--- INFORMATION GIVEN ---
• • •

use async_trait::async_trait;
use chrono::{NaiveDate, NaiveTime};
use clinic_portal::{
    AppState,
    config::AppConfig,
    models::{
        AppointmentRecord, Department, DoctorAppointment, DoctorProfile, DoctorRef,
        DoctorSchedule, Identity, PatientProfile, ReportHistoryItem, ReportType, Role,
        ScheduleWindow, UpdatePatientProfileRequest, UserRecord,
    },
    repository::{Repository, RepositoryState},
    session::{InMemorySessionStore, SessionState},
};
use std::collections::HashMap;
use std::sync::{Arc, Mutex};
use tokio::net::TcpListener;

/// MockRepo
///
/// In-memory stand-in for the Postgres repository. Seeded with one user
/// per role (password "test" for all of them), one doctor with a weekday
/// 09:00-12:00 window, and a booking list the appointment methods mutate.
pub struct MockRepo {
    pub users: Vec<UserRecord>,
    /// user_id -> patient_id
    pub patient_ids: HashMap<i64, i64>,
    pub window: ScheduleWindow,
    pub booked: Mutex<Vec<(i64, NaiveDate, NaiveTime)>>,
    pub visits: Mutex<Vec<i64>>,
}

pub const PATIENT_ID: i64 = 1;
pub const DOCTOR_ID: i64 = 2;
pub const MANAGER_ID: i64 = 3;
pub const ADMIN_ID: i64 = 4;

fn user(id: i64, login: &str, role: &str, hash: &str) -> UserRecord {
    UserRecord {
        id,
        login: login.to_string(),
        password_hash: hash.to_string(),
        role: role.to_string(),
    }
}

impl MockRepo {
    pub fn seeded() -> Self {
        // Minimum cost keeps the hashing out of the test runtime budget.
        let hash = bcrypt::hash("test", 4).unwrap();
        MockRepo {
            users: vec![
                user(PATIENT_ID, "patient", "patient", &hash),
                user(DOCTOR_ID, "doctor", "doctor", &hash),
                user(MANAGER_ID, "manager", "manager", &hash),
                user(ADMIN_ID, "admin", "admin", &hash),
            ],
            patient_ids: HashMap::from([(PATIENT_ID, 100)]),
            window: ScheduleWindow {
                day_of_week: 0, // matched for any weekday by get_schedule_window
                start_time: NaiveTime::from_hms_opt(9, 0, 0).unwrap(),
                end_time: NaiveTime::from_hms_opt(12, 0, 0).unwrap(),
                cabinet: "101".to_string(),
            },
            booked: Mutex::new(Vec::new()),
            visits: Mutex::new(Vec::new()),
        }
    }
}

#[async_trait]
impl Repository for MockRepo {
    async fn get_user_by_login(&self, login: &str) -> Option<UserRecord> {
        self.users.iter().find(|u| u.login == login).cloned()
    }

    async fn get_identity(&self, user_id: i64) -> Option<Identity> {
        let record = self.users.iter().find(|u| u.id == user_id)?;
        Some(Identity {
            id: record.id,
            login: record.login.clone(),
            role: Role::parse(&record.role)?,
        })
    }

    async fn create_patient(&self, login: &str, _password_hash: &str) -> Option<i64> {
        if self.users.iter().any(|u| u.login == login) {
            None
        } else {
            Some(99)
        }
    }

    async fn get_departments(&self) -> Vec<Department> {
        vec![Department {
            id: 1,
            name: "Therapy".to_string(),
        }]
    }

    async fn get_doctor_schedules(&self, _department_id: Option<i64>) -> Vec<DoctorSchedule> {
        vec![DoctorSchedule {
            id: 10,
            full_name: "Test Doctor".to_string(),
            specialization: "Therapist".to_string(),
            schedule: vec![self.window.clone()],
        }]
    }

    async fn get_schedule_window(
        &self,
        _doctor_id: i64,
        _day_of_week: i16,
    ) -> Option<ScheduleWindow> {
        Some(self.window.clone())
    }

    async fn get_booked_times(&self, doctor_id: i64, date: NaiveDate) -> Vec<NaiveTime> {
        self.booked
            .lock()
            .unwrap()
            .iter()
            .filter(|(d, day, _)| *d == doctor_id && *day == date)
            .map(|(_, _, time)| *time)
            .collect()
    }

    async fn slot_taken(&self, doctor_id: i64, date: NaiveDate, time: NaiveTime) -> bool {
        self.booked
            .lock()
            .unwrap()
            .contains(&(doctor_id, date, time))
    }

    async fn patient_id_for_user(&self, user_id: i64) -> Option<i64> {
        self.patient_ids.get(&user_id).copied()
    }

    async fn create_appointment(
        &self,
        doctor_id: i64,
        _patient_id: i64,
        date: NaiveDate,
        time: NaiveTime,
        _cabinet: &str,
    ) -> bool {
        let mut booked = self.booked.lock().unwrap();
        if booked.contains(&(doctor_id, date, time)) {
            false
        } else {
            booked.push((doctor_id, date, time));
            true
        }
    }

    async fn get_patient_profile(&self, user_id: i64) -> Option<PatientProfile> {
        if user_id == PATIENT_ID {
            Some(PatientProfile {
                id: 100,
                login: "patient".to_string(),
                passport_data: None,
                address: None,
                birth: None,
            })
        } else {
            None
        }
    }

    async fn update_patient_profile(
        &self,
        user_id: i64,
        _req: UpdatePatientProfileRequest,
    ) -> bool {
        user_id == PATIENT_ID
    }

    async fn get_patient_appointments(&self, _user_id: i64) -> Vec<AppointmentRecord> {
        vec![]
    }

    async fn cancel_appointment(&self, appointment_id: i64, user_id: i64) -> bool {
        appointment_id == 500 && user_id == PATIENT_ID
    }

    async fn get_doctor_profile(&self, user_id: i64) -> Option<DoctorProfile> {
        if user_id == DOCTOR_ID {
            Some(DoctorProfile {
                id: 10,
                login: "doctor".to_string(),
                full_name: "Test Doctor".to_string(),
                specialization: "Therapist".to_string(),
                department: "Therapy".to_string(),
                schedule: vec![self.window.clone()],
            })
        } else {
            None
        }
    }

    async fn get_doctor_appointments(&self, _user_id: i64) -> Vec<DoctorAppointment> {
        vec![]
    }

    async fn appointment_owned_by_doctor(&self, appointment_id: i64, user_id: i64) -> bool {
        appointment_id == 600 && user_id == DOCTOR_ID
    }

    async fn visit_recorded(&self, appointment_id: i64) -> bool {
        self.visits.lock().unwrap().contains(&appointment_id)
    }

    async fn record_visit(&self, appointment_id: i64, _diagnosis: &str, _complaints: &str) -> bool {
        let mut visits = self.visits.lock().unwrap();
        if visits.contains(&appointment_id) {
            false
        } else {
            visits.push(appointment_id);
            true
        }
    }

    async fn get_report_types(&self) -> Vec<ReportType> {
        vec![ReportType {
            id: 1,
            name: "Patients per doctor per month".to_string(),
            description: "Distinct patients one doctor saw in a month".to_string(),
        }]
    }

    async fn get_report_doctors(&self) -> Vec<DoctorRef> {
        vec![DoctorRef {
            id: 10,
            full_name: "Test Doctor".to_string(),
        }]
    }

    async fn doctor_name(&self, doctor_id: i64) -> Option<String> {
        (doctor_id == 10).then(|| "Test Doctor".to_string())
    }

    async fn count_doctor_visits(&self, _doctor_id: i64, _year: i32, _month: u32) -> i64 {
        7
    }

    async fn count_visits(&self, _year: i32, _month: u32) -> i64 {
        21
    }

    async fn count_patients_by_diagnosis(&self, _diagnosis: &str) -> i64 {
        3
    }

    async fn save_report(
        &self,
        _report_type_id: i64,
        _created_by: i64,
        _result: serde_json::Value,
    ) -> Option<i64> {
        Some(1)
    }

    async fn report_history(&self, _user_id: i64) -> Vec<ReportHistoryItem> {
        vec![]
    }

    async fn delete_report(&self, report_id: i64, user_id: i64) -> bool {
        report_id == 1 && user_id == MANAGER_ID
    }

    async fn list_tables(&self) -> Vec<String> {
        vec!["users".to_string(), "sqlx_migrations".to_string()]
    }

    async fn dump_table_rows(&self, _table: &str) -> Vec<serde_json::Value> {
        vec![serde_json::json!({"id": 1, "login": "patient"})]
    }

    async fn table_columns(&self, _table: &str) -> Vec<String> {
        vec!["id".to_string(), "login".to_string()]
    }
}

pub fn test_state() -> AppState {
    AppState {
        repo: Arc::new(MockRepo::seeded()) as RepositoryState,
        sessions: Arc::new(InMemorySessionStore::new()) as SessionState,
        config: AppConfig::default(),
    }
}

pub struct TestApp {
    pub address: String,
    pub state: AppState,
}

/// Binds the full router on an ephemeral port, backed by the mock
/// repository and an in-memory session store.
pub async fn spawn_app() -> TestApp {
    let state = test_state();
    let router = clinic_portal::create_router(state.clone());

    let listener = TcpListener::bind("127.0.0.1:0")
        .await
        .expect("Failed to bind port");
    let port = listener.local_addr().unwrap().port();
    let address = format!("http://127.0.0.1:{}", port);

    tokio::spawn(async move {
        axum::serve(listener, router).await.unwrap();
    });

    TestApp { address, state }
}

• • •

--- TASK TO CARRY OUT ---
Gather every line from the listing above in which "Therapy" appears, and copy those lines.

--- TASK RESPONSE ---
            name: "Therapy".to_string(),
                department: "Therapy".to_string(),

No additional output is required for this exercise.